Si sa solo invece che dieci mesi di appalti e provvidenze sono costati un miliardo e mezzo di euro. Che questo bel torrente di danaro è servito a rintuzzare la prima emergenza senza poterla ritenere conclusa. Ad oggi seimila aquilani continuano a vivere in albergo con un costo medio pro-capite di 40 euro al giorno; 1.100 sono le persone alloggiate in caserme, 2.400 in appartamenti lungo la costa, 31mila in case in affitto. Solo questa ospitalità, secondo i calcoli che ha fatto l'Espresso, è valsa un mucchietto di quattrini: 220 milioni di euro. Colle che con il prosieguo dell'emergenza sarà agevolmente valicato.

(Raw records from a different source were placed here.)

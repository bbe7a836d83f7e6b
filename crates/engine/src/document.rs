use std::fmt;
use std::sync::Arc;

use crate::{InstanceRef, Issue, Result, SimulationRef};

/// Shared reference to a native SED document.
pub type DocumentRef = Arc<dyn NativeDocument>;

/// Shared reference to a model inside a SED document.
pub type ModelRef = Arc<dyn NativeModel>;

/// Change applied to a model before it is instantiated.
#[derive(Debug, Clone, PartialEq, Eq)]
#[non_exhaustive]
pub enum ModelChange {
	/// Overrides the value of one variable.
	Attribute {
		/// Component holding the variable.
		component: String,
		/// Variable name.
		variable: String,
		/// New value, as text.
		new_value: String,
	},
}

impl ModelChange {
	/// Creates a [`ModelChange::Attribute`].
	pub fn attribute(component: impl Into<String>, variable: impl Into<String>, new_value: impl Into<String>) -> Self {
		Self::Attribute {
			component: component.into(),
			variable: variable.into(),
			new_value: new_value.into(),
		}
	}
}

/// A model referenced by a SED document.
pub trait NativeModel: Send + Sync + fmt::Debug {
	/// Path of the file the model is loaded from.
	fn file_path(&self) -> String;

	/// Appends a change.
	fn add_change(&self, change: ModelChange);

	/// Drops every change.
	fn remove_all_changes(&self);

	/// Current changes, in insertion order.
	fn changes(&self) -> Vec<ModelChange>;
}

/// A SED-ML simulation experiment description built from a file.
///
/// Indexed accessors perform their own bounds checking and report
/// [`crate::EngineError::OutOfRange`].
pub trait NativeDocument: Send + Sync + fmt::Debug {
	/// Issues recorded while building the document.
	fn issues(&self) -> Vec<Issue>;

	/// Number of models.
	fn model_count(&self) -> usize;

	/// Model at `index`.
	fn model(&self, index: usize) -> Result<ModelRef>;

	/// Number of simulations.
	fn simulation_count(&self) -> usize;

	/// Simulation at `index`.
	fn simulation(&self, index: usize) -> Result<SimulationRef>;

	/// Builds a fresh runnable instance.
	fn instantiate(&self) -> InstanceRef;

	/// Canonical textual form of the document.
	fn serialise(&self) -> String;
}
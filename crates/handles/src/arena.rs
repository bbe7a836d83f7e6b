use std::fmt;

use crate::{HandleError, Result};

/// Index plus generation naming one arena slot.
///
/// The pair packs into a single `u64` ([`Self::to_bits`]) so hosts can carry it as a plain number.
#[derive(Debug, Clone, Copy, PartialEq, Eq, Hash)]
pub struct ArenaHandle {
	index: u32,
	generation: u32,
}

impl ArenaHandle {
	/// Slot index.
	pub const fn index(self) -> u32 {
		self.index
	}

	/// Generation the slot had when this handle was issued.
	pub const fn generation(self) -> u32 {
		self.generation
	}

	/// Packs the handle as `generation << 32 | index`.
	pub const fn to_bits(self) -> u64 {
		((self.generation as u64) << 32) | self.index as u64
	}

	/// Unpacks a handle produced by [`Self::to_bits`].
	pub const fn from_bits(bits: u64) -> Self {
		Self {
			index: bits as u32,
			generation: (bits >> 32) as u32,
		}
	}
}

impl fmt::Display for ArenaHandle {
	fn fmt(&self, f: &mut fmt::Formatter<'_>) -> fmt::Result {
		write!(f, "{}v{}", self.index, self.generation)
	}
}

#[derive(Debug)]
struct Slot<T> {
	generation: u32,
	value: Option<T>,
}

/// Slot storage with generation-checked handles.
///
/// Vacated slots are reused, but every removal bumps the slot generation, so a handle issued
/// before the removal is reported as [`HandleError::Stale`] instead of resolving to the new
/// occupant. A slot at the last generation is never reused.
#[derive(Debug)]
pub struct Arena<T> {
	slots: Vec<Slot<T>>,
	free: Vec<u32>,
	len: usize,
}

impl<T> Default for Arena<T> {
	fn default() -> Self {
		Self {
			slots: Vec::new(),
			free: Vec::new(),
			len: 0,
		}
	}
}

impl<T> Arena<T> {
	/// Creates an empty arena.
	pub fn new() -> Self {
		Self::default()
	}

	/// Stores `value` and returns its handle.
	///
	/// Fails with [`HandleError::KeyspaceExhausted`] once every `u32` index is occupied or retired.
	pub fn insert(&mut self, value: T) -> Result<ArenaHandle> {
		self.insert_with(|_| value)
	}

	/// Stores the value `make` builds for the handle it is about to live under.
	///
	/// `make` only runs once a slot is secured, so an exhausted arena never calls it.
	pub fn insert_with(&mut self, make: impl FnOnce(ArenaHandle) -> T) -> Result<ArenaHandle> {
		let handle = match self.free.pop() {
			Some(index) => ArenaHandle {
				index,
				generation: self.slots[index as usize].generation,
			},
			None => {
				let index = u32::try_from(self.slots.len()).map_err(|_| HandleError::KeyspaceExhausted)?;
				self.slots.push(Slot {
					generation: 0,
					value: None,
				});
				ArenaHandle { index, generation: 0 }
			}
		};

		self.slots[handle.index as usize].value = Some(make(handle));
		self.len += 1;
		Ok(handle)
	}

	/// Resolves `handle`, reporting why it no longer names a live value.
	pub fn lookup(&self, handle: ArenaHandle) -> Result<&T> {
		let slot = self.slots.get(handle.index as usize).ok_or(HandleError::Dangling(handle))?;
		match &slot.value {
			Some(value) if slot.generation == handle.generation => Ok(value),
			_ => Err(HandleError::Stale {
				handle,
				current: slot.generation,
			}),
		}
	}

	/// Resolves `handle` mutably.
	pub fn lookup_mut(&mut self, handle: ArenaHandle) -> Result<&mut T> {
		let slot = self.slots.get_mut(handle.index as usize).ok_or(HandleError::Dangling(handle))?;
		match &mut slot.value {
			Some(value) if slot.generation == handle.generation => Ok(value),
			_ => Err(HandleError::Stale {
				handle,
				current: slot.generation,
			}),
		}
	}

	/// Returns `true` if `handle` names a live value.
	pub fn contains(&self, handle: ArenaHandle) -> bool {
		self.lookup(handle).is_ok()
	}

	/// Removes the value named by `handle` and retires the handle.
	pub fn remove(&mut self, handle: ArenaHandle) -> Result<T> {
		let slot = self.slots.get_mut(handle.index as usize).ok_or(HandleError::Dangling(handle))?;
		let stale = HandleError::Stale {
			handle,
			current: slot.generation,
		};
		if slot.generation != handle.generation {
			return Err(stale);
		}
		let Some(value) = slot.value.take() else {
			return Err(stale);
		};

		// A slot whose generation cannot advance is retired for good.
		if let Some(next) = slot.generation.checked_add(1) {
			slot.generation = next;
			self.free.push(handle.index);
		}
		self.len -= 1;
		Ok(value)
	}

	/// Iterates over live values and their handles.
	pub fn iter(&self) -> impl Iterator<Item = (ArenaHandle, &T)> {
		self.slots.iter().enumerate().filter_map(|(index, slot)| {
			slot.value.as_ref().map(|value| {
				(
					ArenaHandle {
						index: index as u32,
						generation: slot.generation,
					},
					value,
				)
			})
		})
	}

	/// Number of live values.
	pub fn len(&self) -> usize {
		self.len
	}

	/// Returns `true` if no value is live.
	pub fn is_empty(&self) -> bool {
		self.len == 0
	}
}
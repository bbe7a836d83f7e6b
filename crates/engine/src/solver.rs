use std::fmt;
use std::sync::Arc;

/// Behaviour shared by every solver.
pub trait NativeSolver: Send + Sync + fmt::Debug {
	/// Solver name, e.g. `"CVODE"`.
	fn name(&self) -> String;
}

/// The CVODE ODE solver.
pub trait CvodeSolver: NativeSolver {
	/// Maximum step size (0 means unbounded).
	fn maximum_step(&self) -> f64;

	/// Sets the maximum step size.
	fn set_maximum_step(&self, value: f64);
}

/// Solver reference tagged with the only solver the bridge exposes settings for.
#[derive(Debug, Clone)]
pub enum SolverRef {
	/// CVODE.
	Cvode(Arc<dyn CvodeSolver>),
	/// Any other solver.
	Other(Arc<dyn NativeSolver>),
}

impl SolverRef {
	/// Solver name.
	pub fn name(&self) -> String {
		match self {
			Self::Cvode(solver) => solver.name(),
			Self::Other(solver) => solver.name(),
		}
	}
}
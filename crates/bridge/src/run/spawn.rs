use std::any::Any;
use std::sync::OnceLock;

use tokio::task::{JoinError, JoinHandle};

fn runtime_handle() -> tokio::runtime::Handle {
	if let Ok(handle) = tokio::runtime::Handle::try_current() {
		return handle;
	}

	static GLOBAL_RT: OnceLock<tokio::runtime::Runtime> = OnceLock::new();
	let runtime = GLOBAL_RT.get_or_init(|| {
		tokio::runtime::Builder::new_multi_thread()
			.enable_all()
			.worker_threads(1)
			.thread_name("simbridge-run")
			.build()
			.expect("failed to build simbridge run runtime")
	});
	runtime.handle().clone()
}

/// Runs a solve on the blocking pool of the ambient runtime, or of a shared fallback runtime
/// when the caller is not inside one.
pub(crate) fn spawn_blocking<F, R>(f: F) -> JoinHandle<R>
where
	F: FnOnce() -> R + Send + 'static,
	R: Send + 'static,
{
	tracing::trace!("bridge.run.spawn_blocking");
	runtime_handle().spawn_blocking(f)
}

/// Describes why a run task did not produce a status.
pub(crate) fn join_error_reason(error: JoinError) -> String {
	if !error.is_panic() {
		return error.to_string();
	}
	panic_message(error.into_panic().as_ref())
}

fn panic_message(payload: &(dyn Any + Send)) -> String {
	if let Some(message) = payload.downcast_ref::<&str>() {
		return (*message).to_string();
	}
	if let Some(message) = payload.downcast_ref::<String>() {
		return message.clone();
	}
	"run panicked".to_string()
}
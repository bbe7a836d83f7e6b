//! Opaque handle registries.
//!
//! Hosts never see native addresses. They hold one of three key shapes instead:
//! * a path key ([`PathRegistry`]), unique per managed file
//! * a sequence key ([`SequenceRegistry`]), handed out by a [`KeyClock`] and never reused
//! * an [`ArenaHandle`], an index plus generation so stale handles are rejected explicitly

#![warn(missing_docs)]

mod arena;
mod error;
mod key;
mod path;
mod sequence;

pub use arena::{Arena, ArenaHandle};
pub use error::{HandleError, Result};
pub use key::KeyClock;
pub use path::PathRegistry;
pub use sequence::SequenceRegistry;
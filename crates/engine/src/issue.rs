use std::fmt;

/// Severity of an [`Issue`].
///
/// The discriminants are part of the host contract and must never be reordered.
#[derive(Debug, Clone, Copy, PartialEq, Eq, Hash)]
#[repr(i32)]
pub enum IssueKind {
	/// The object is unusable.
	Error = 0,
	/// The object is usable with caveats.
	Warning = 1,
	/// Purely informational.
	Information = 2,
}

impl IssueKind {
	/// Integer discriminant handed to hosts.
	pub const fn discriminant(self) -> i32 {
		self as i32
	}

	/// Human-readable name.
	pub const fn as_str(self) -> &'static str {
		match self {
			Self::Error => "Error",
			Self::Warning => "Warning",
			Self::Information => "Information",
		}
	}
}

/// Diagnostic produced by native validation or execution.
#[derive(Debug, Clone, PartialEq, Eq)]
pub struct Issue {
	kind: IssueKind,
	description: String,
}

impl Issue {
	/// Creates an issue.
	pub fn new(kind: IssueKind, description: impl Into<String>) -> Self {
		Self {
			kind,
			description: description.into(),
		}
	}

	/// Creates an [`IssueKind::Error`] issue.
	pub fn error(description: impl Into<String>) -> Self {
		Self::new(IssueKind::Error, description)
	}

	/// Creates an [`IssueKind::Warning`] issue.
	pub fn warning(description: impl Into<String>) -> Self {
		Self::new(IssueKind::Warning, description)
	}

	/// Creates an [`IssueKind::Information`] issue.
	pub fn information(description: impl Into<String>) -> Self {
		Self::new(IssueKind::Information, description)
	}

	/// Severity.
	pub fn kind(&self) -> IssueKind {
		self.kind
	}

	/// Severity as text.
	pub fn kind_as_text(&self) -> &'static str {
		self.kind.as_str()
	}

	/// Description.
	pub fn description(&self) -> &str {
		&self.description
	}
}

impl fmt::Display for Issue {
	fn fmt(&self, f: &mut fmt::Formatter<'_>) -> fmt::Result {
		write!(f, "{}: {}", self.kind.as_str(), self.description)
	}
}
use std::io::Write;

use bytes::Bytes;
use pretty_assertions::assert_eq;
use simbridge::engine::FileType;
use simbridge::{BridgeConfig, HostValue};

use crate::common::{self, TIME_COURSE};

fn archive(ui_name: &str) -> String {
	format!(
		r#"{{"combine": {{"master": "doc.sedml", "files": {{
			"doc.sedml": {sedml},
			"{ui_name}": {{"input": [{{"id": "k", "name": "Rate"}}]}}
		}}}}}}"#,
		sedml = TIME_COURSE
	)
}

#[test]
fn archive_exposes_its_ui_description() {
	let bridge = common::bridge();
	let file = bridge
		.create("model.omex", Some(Bytes::from(archive("simulation.json"))))
		.unwrap();

	assert_eq!(bridge.file_type(&file).unwrap(), FileType::CombineArchive);
	let ui = bridge.ui_json(&file).unwrap().expect("ui json");
	let ui: serde_json::Value = serde_json::from_slice(&ui).unwrap();
	assert_eq!(ui["input"][0]["id"], "k");

	let document = bridge.create_document(&file).unwrap();
	assert_eq!(bridge.model_file_path(document, 0).unwrap(), "decay.cellml");
}

#[test]
fn ui_description_name_is_configurable() {
	let bridge = common::bridge_with(BridgeConfig {
		ui_json_file: "ui.json".to_string(),
		..BridgeConfig::default()
	});
	bridge.create("model.omex", Some(Bytes::from(archive("ui.json")))).unwrap();

	assert!(matches!(bridge.call("fileUiJson", &["model.omex".into()]).unwrap(), HostValue::Bytes(_)));
}

#[test]
fn files_are_retrieved_from_disk_when_no_contents_are_given() {
	let mut tmp = tempfile::NamedTempFile::new().unwrap();
	tmp.write_all(TIME_COURSE.as_bytes()).unwrap();
	let path = tmp.path().to_str().unwrap();

	let bridge = common::bridge();
	let opened = bridge.open(path, None).unwrap();
	assert!(opened.is_runnable(), "{:?}", opened.issues);
	assert_eq!(bridge.file_type(&opened.file).unwrap(), FileType::SedmlFile);
}

#[test]
fn missing_files_surface_as_issues() {
	let dir = tempfile::tempdir().unwrap();
	let path = dir.path().join("absent.sedml");

	let bridge = common::bridge();
	let opened = bridge.open(path.to_str().unwrap(), None).unwrap();
	assert_eq!(bridge.file_type(&opened.file).unwrap(), FileType::IrretrievableFile);
	assert_eq!(opened.document, None);
	assert_eq!(opened.issues.len(), 1);
}
use bytes::Bytes;
use simbridge_engine::{FileRef, FileType, Issue};

use crate::{Bridge, Error, FileHandle, Handle, Result};

impl Bridge {
	/// Returns the handle for an already known `path`.
	///
	/// A path the engine manages but the bridge does not track yet starts being tracked here.
	pub fn resolve(&self, path: &str) -> Result<FileHandle> {
		let handle = FileHandle::from(path);
		if self.registry.read().files.contains(path) {
			return Ok(handle);
		}

		let file = self.engine.file(path).ok_or_else(|| Error::NotFound(Handle::File(handle.clone())))?;
		self.registry.write().files.insert(path, file);
		tracing::debug!(path, "bridge.file.adopt");
		Ok(handle)
	}

	/// Creates (or refreshes) the file for `path`.
	///
	/// Without `contents`, or with empty ones, the engine retrieves the file itself. Retrieval
	/// problems surface as issues on the file, not as an error.
	pub fn create(&self, path: &str, contents: Option<Bytes>) -> Result<FileHandle> {
		let contents = contents.filter(|contents| !contents.is_empty());
		let file = self.engine.create_file(path, contents.is_none());
		if let Some(contents) = contents {
			file.set_contents(contents.to_vec());
		}

		let issues = file.issues().len();
		self.registry.write().files.insert(path, file);
		tracing::debug!(path, issues, "bridge.file.create");
		Ok(FileHandle::from(path))
	}

	/// [`Self::resolve`] when no contents are supplied and the path is known, [`Self::create`]
	/// otherwise.
	pub fn resolve_or_create(&self, path: &str, contents: Option<Bytes>) -> Result<FileHandle> {
		match contents {
			None => self.resolve(path).or_else(|_| self.create(path, None)),
			Some(contents) => self.create(path, Some(contents)),
		}
	}

	/// Stops managing the file at `handle`, together with every document and instance created
	/// from it. A path nobody manages is left alone.
	pub fn unmanage(&self, handle: &FileHandle) -> Result<()> {
		let path = handle.as_str();
		let managed = self.engine.files().into_iter().find(|file| file.path() == path);

		let removed = self.registry.write().sweep_file(path);
		if managed.is_none() && removed == 0 {
			tracing::trace!(path, "bridge.file.unmanage.unknown");
			return Ok(());
		}
		if let Some(file) = &managed {
			self.engine.unmanage(file);
		}

		tracing::debug!(path, removed, "bridge.file.unmanage");
		Ok(())
	}

	pub(crate) fn file(&self, handle: &FileHandle) -> Result<FileRef> {
		self.registry.read().file(handle).cloned()
	}

	/// Raw contents.
	pub fn contents(&self, handle: &FileHandle) -> Result<Bytes> {
		Ok(Bytes::from(self.file(handle)?.contents()))
	}

	/// Issues recorded while creating or retrieving the file.
	pub fn issues(&self, handle: &FileHandle) -> Result<Vec<Issue>> {
		Ok(self.file(handle)?.issues())
	}

	/// Detected file type.
	pub fn file_type(&self, handle: &FileHandle) -> Result<FileType> {
		Ok(self.file(handle)?.file_type())
	}

	/// Contents of the archive's UI description, if it carries one.
	pub fn ui_json(&self, handle: &FileHandle) -> Result<Option<Bytes>> {
		let file = self.file(handle)?;
		Ok(file
			.child_file(&self.config.ui_json_file)
			.map(|child| Bytes::from(child.contents())))
	}
}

Il Progetto C. a. s. e., gli edifici ecosostenibili e antisismici, è stato ridimensionato e poi nuovamente ampliato in corso d'opera. Pianificato per dare alloggio a 7.181 persone, alla fine aveva destinato le superfici utili solo per 5.565 terremotati, lasciandone fuori 1.616 (abitanti in case distrutte o inutilizzabili). Le C. a. s. e., queste stazioncine di transito, sono costate al metro quadrato 2.700 euro. Una cifra enorme se si considera che chi le abiterà è anche naturalmente assegnatario di un diverso e futuro contributo per la ricostruzione della sua definitiva abitazione.  Poi e a parte il costo dei m. a. p., moduli abitativi provvisori (le casette in legno), e poi il resto. Anche nel resto, nel resto dei giganteschi appalti (tutto il ciclo del movimento terra, del cemento, del puntellamento, dell'incatenamento degli edifici pericolanti, delle forniture e dei servizi essenziali) avrebbe dovuto allungare lo sguardo il super comitato di controllo. Che però non è stato convocato. E non ha visto. E perciò - guarda tu! - non ha controllato.